Bankruptcies are a fact of the business world, and the electronics recycling sector is no exception. In the wake of last week’s news that PCCR had filed for Chapter 7, we offer a timeline of significant cases that have hit e-scrap of late.

Many of these shutterings have come as a result of ongoing industry issues around CRT management and commodity prices. Some companies file for Chapter 11 bankruptcy, meaning they plan to reorganize, craft a debt repayment plan and stay in business. Others opt for Chapter 7, indicating they will liquidate assets to pay creditors.

Significant ripple effects from the company closures continue to be felt.

PC Rebuilders & Recyclers, June 2017

The most recent e-scrap company bankruptcy comes from a well-known and respected Chicago reuse and recycling company. PC Rebuilders & Recyclers, run by Willie Cade, filed for Chapter 7 bankruptcy June 11 after 17 years in business.

The company was known for running the annual Electronics Reuse Conference, which recently changed company hands and will be operated by E-Reuse Services.

Few specifics are known about the bankruptcy, but PCRR reported having less than $50,000 in assets, and between $1 million and $10 million in liabilities. An initial filing indicated 70 creditors were owed funds, including several e-scrap companies.

Global Environmental Services indictment, March 2017

Some bankruptcies are just the beginning for a company’s downfall. Kentucky-based Global Environmental Services was first caught burying CRT materials near its processing facility in 2015. Shortly afterward, GES filed for Chapter 7 bankruptcy, but more troubles were on the way.

The company maintained multiple Kentucky locations as well as one in Austin, Texas. After the bankruptcy, the landlord of the Texas location said GES had abandoned the site, leaving electronic components stacked “from floor to ceiling” inside the warehouse and piles of CRT sand around the site. A government agency began looking into the company’s other Kentucky facilities and found “significant” quantities of CRTs inside the three warehouses.

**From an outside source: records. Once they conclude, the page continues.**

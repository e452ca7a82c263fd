//! Statistical sampling over many independent battles.
//!
//! Each trial draws fresh dice from the same source. The batch is reduced
//! to an [`AttackAverage`]. Any failing trial aborts the whole run, and so
//! does cancellation; no partial average is ever returned.

pub mod average;
pub mod condense;

pub use average::{AttackAverage, reduce};
pub use condense::{CONDENSED_LIMIT, condense};

use crate::cancel::CancelToken;
use crate::config::{AttackConfiguration, AttackSeriesConfiguration};
use crate::dice::DiceSource;
use crate::error::{EngineError, EngineResult};
use crate::resolution::{AttackResponse, resolve_round, resolve_series};

/// Average `sample_size` independent single rounds.
pub fn sample_battle(
    sample_size: usize,
    config: &AttackConfiguration,
    dice: &mut impl DiceSource,
) -> EngineResult<AttackAverage> {
    sample_battle_cancellable(sample_size, config, dice, &CancelToken::new())
}

/// Average `sample_size` independent series.
pub fn sample_series(
    sample_size: usize,
    series: &AttackSeriesConfiguration,
    dice: &mut impl DiceSource,
) -> EngineResult<AttackAverage> {
    sample_series_cancellable(sample_size, series, dice, &CancelToken::new())
}

/// Like [`sample_battle`], checking `cancel` before every trial.
pub fn sample_battle_cancellable(
    sample_size: usize,
    config: &AttackConfiguration,
    dice: &mut impl DiceSource,
    cancel: &CancelToken,
) -> EngineResult<AttackAverage> {
    run_trials(sample_size, dice, cancel, |dice| resolve_round(config, dice))
}

/// Like [`sample_series`], checking `cancel` before every trial.
pub fn sample_series_cancellable(
    sample_size: usize,
    series: &AttackSeriesConfiguration,
    dice: &mut impl DiceSource,
    cancel: &CancelToken,
) -> EngineResult<AttackAverage> {
    run_trials(sample_size, dice, cancel, |dice| resolve_series(series, dice))
}

fn run_trials<D, F>(
    sample_size: usize,
    dice: &mut D,
    cancel: &CancelToken,
    mut trial: F,
) -> EngineResult<AttackAverage>
where
    D: DiceSource,
    F: FnMut(&mut D) -> EngineResult<AttackResponse>,
{
    if sample_size == 0 {
        return Err(EngineError::EmptySample);
    }

    let mut responses = Vec::with_capacity(sample_size);
    for completed in 0..sample_size {
        if cancel.is_cancelled() {
            tracing::info!(completed, sample_size, "sampling cancelled");
            return Err(EngineError::Cancelled);
        }
        responses.push(trial(dice)?);
    }

    let average = reduce(responses, dice);
    tracing::debug!(
        sample_size,
        defence = average.defence,
        attack = average.attack,
        condensed = average.attacks_condensed.len(),
        "sampling finished"
    );
    Ok(average)
}

#[cfg(test)]
mod tests {
    use super::*;
    use crate::dice::{RandomDice, ScriptedDice};
    use proptest::prelude::*;

    /// Dice that cancel a token after a number of faces have been rolled.
    struct CancellingDice {
        inner: ScriptedDice,
        after: usize,
        token: CancelToken,
    }

    impl DiceSource for CancellingDice {
        fn roll_die(&mut self) -> u32 {
            if self.inner.consumed() + 1 >= self.after {
                self.token.cancel();
            }
            self.inner.roll_die()
        }
    }

    #[test]
    fn uniform_outcome_averages_exactly() {
        // Attacker always loses both pairs: 7 -> 5 every trial.
        let config = AttackConfiguration::new(5, 7, 3);
        let mut dice = ScriptedDice::new([2, 1, 1, 4, 5]);
        let average = sample_battle(25, &config, &mut dice).unwrap();

        assert_eq!(average.attack, 5);
        assert_eq!(average.defence, 5);
        assert!(average.attacker_lost);
        assert!(!average.defender_lost);
        assert_eq!(average.attacks.len(), 25);
        assert_eq!(average.attacks_condensed, average.attacks);
        assert_eq!(average.initial_attack, 7);
        assert_eq!(average.initial_defence, 5);
    }

    #[test]
    fn zero_sample_size_is_rejected() {
        let config = AttackConfiguration::new(5, 7, 3);
        let mut dice = ScriptedDice::new([6]);
        assert_eq!(
            sample_battle(0, &config, &mut dice),
            Err(EngineError::EmptySample)
        );
    }

    #[test]
    fn trial_error_aborts_sampling() {
        let config = AttackConfiguration::new(5, 1, 3);
        let mut dice = ScriptedDice::new([6]);
        assert_eq!(
            sample_battle(10, &config, &mut dice),
            Err(EngineError::UnableToAttack)
        );
    }

    #[test]
    fn series_sampling_averages_series() {
        let config = AttackConfiguration::new(15, 25, 3);
        let series = AttackSeriesConfiguration::new(40, config).with_minimum_attack_reserve(Some(10));
        let mut dice = RandomDice::seeded(5);
        let average = sample_series(200, &series, &mut dice).unwrap();

        assert_eq!(average.attacks.len(), 200);
        assert!(average.attacks_condensed.len() <= CONDENSED_LIMIT);
        assert!(average.attacks.iter().all(|a| a.rounds() <= 40));
        assert_eq!(average.initial_attack, 25);
        assert_eq!(average.initial_defence, 15);
        assert!(average.attack <= 25);
    }

    #[test]
    fn thousand_series_condense_within_limit() {
        let config = AttackConfiguration::new(15, 25, 3);
        let series = AttackSeriesConfiguration::new(100, config);
        let mut dice = RandomDice::seeded(1000);
        let average = sample_series(1000, &series, &mut dice).unwrap();
        assert_eq!(average.attacks.len(), 1000);
        assert!(average.attacks_condensed.len() <= CONDENSED_LIMIT);
    }

    #[test]
    fn pre_cancelled_token_runs_nothing() {
        let config = AttackConfiguration::new(5, 7, 3);
        let mut dice = ScriptedDice::new([6]);
        let token = CancelToken::new();
        token.cancel();
        assert_eq!(
            sample_battle_cancellable(10, &config, &mut dice, &token),
            Err(EngineError::Cancelled)
        );
        assert_eq!(dice.consumed(), 0);
    }

    #[test]
    fn cancellation_is_checked_between_trials() {
        // Each trial rolls 4 dice (strong attack, one defender die). The token
        // trips during the second trial, which still completes.
        let token = CancelToken::new();
        let mut dice = CancellingDice {
            inner: ScriptedDice::new([6, 6, 6, 1]),
            after: 6,
            token: token.clone(),
        };
        let config = AttackConfiguration::new(50, 7, 3);
        let result = sample_battle_cancellable(10, &config, &mut dice, &token);

        assert_eq!(result, Err(EngineError::Cancelled));
        assert_eq!(dice.inner.consumed(), 8);
    }

    proptest! {
        #[test]
        fn sampled_averages_are_bounded(
            seed in any::<u64>(),
            size in 1..120usize,
            defence in 1..30i32,
            attack in 2..30i32,
            power in 1..4i32,
        ) {
            let config = AttackConfiguration::new(defence, attack, power);
            let mut dice = RandomDice::seeded(seed);
            let average = sample_battle(size, &config, &mut dice).unwrap();

            prop_assert!(average.defence >= 0 && average.defence <= defence);
            prop_assert!(average.attack >= 0 && average.attack <= attack);
            prop_assert_eq!(average.attacker_lost, average.attack < attack);
            prop_assert_eq!(average.defender_lost, average.defence < defence);
            prop_assert!(average.attacks_condensed.len() <= CONDENSED_LIMIT);
            if size <= CONDENSED_LIMIT {
                prop_assert_eq!(&average.attacks_condensed, &average.attacks);
            }
        }
    }
}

This year the fallout continued, when GES owner Kenny Gravitt was indicted on environmental law and conspiracy charges related to the CRT glass dumping. Gravitt pleaded not guilty.

New Life Electronics Recycling, January 2017

New Life Electronics Recycling was six years into operation when the company announced it had no assets and $1.14 million in liabilities in January.

In the few years leading up to the Chapter 7 bankruptcy, the Illinois company experienced several struggles, including inconsistencies in material collection for a municipal program.

Company leadership pointed to changing state regulations, including a rule that barred haulers from charging fees in municipal programs.

Diversified Recycling, May 2016

The first public indication of trouble at Diversified Recycling came when the company was suspended from applying for e-Stewards certification in 2015. The Basel Action Network, which administers the certification standard, said Diversified had shipped non-working electronics overseas in violation of e-Stewards rules.

Then, the e-scrap company’s parent organization filed for Chapter 7 bankruptcy, followed by Diversified itself in July 2016. The company reported no assets and more than $4 million in possible liabilities, but a company leader said that was a misleading figure.

The company troubles were not over, though, as Diversified was slapped with a lawsuit from investors seeking their money back, and a bankruptcy trustee revealed the company was storing 500,000 pounds of intact CRT devices.

Zloop, August 2015

Although it was founded with lofty goals in mind, after just three years in business North Carolina-based e-scrap processor Zloop filed for Chapter 11 bankruptcy, looking to craft a debt repayment plan and reorganize the company.

The processing and IT asset disposition company had, at one time, wanted to establish e-scrap collection across the country using a franchise system. But by 2015 Zloop reported $32 million in liabilities, and $25 million in company assets. At the center of the bankruptcy was a disagreement between the processor and an equipment supplier. Zloop claimed to have paid $6 million for new equipment, only to receive “damaged and incomplete” equipment worth just a third of the price paid.

As the company made plans to sell some of its property, more lawsuits stacked up. An investor sued for nearly $80 million, and NASCAR team Kyle Busch Motorsports sued for missed payments from the Zloop CEO, who had been paying the team $3.2 million per year so his son could drive competitively.

Creative Recycling Systems, September 2014

It’s common for a bankruptcy to affect customers or clients of the collapsed company, but the case of Creative Recycling Systems case took things a step further.

After the South Carolina processor filed for Chapter 11 bankruptcy in 2014, it was released from its lease. At that point, the company’s former landlord became responsible for 6 million pounds of electronics that were left on-site. The materials had come from municipal recycling programs around the state, and the landlord came to the conclusion those programs should be responsible for cleaning up the mess.

The landlord filed suit against 11 South Carolina solid waste agencies that sent materials to Creative. The suit claimed the agencies knew the processor was struggling financially when they sent the materials, and should have known the company couldn’t handle the e-scrap.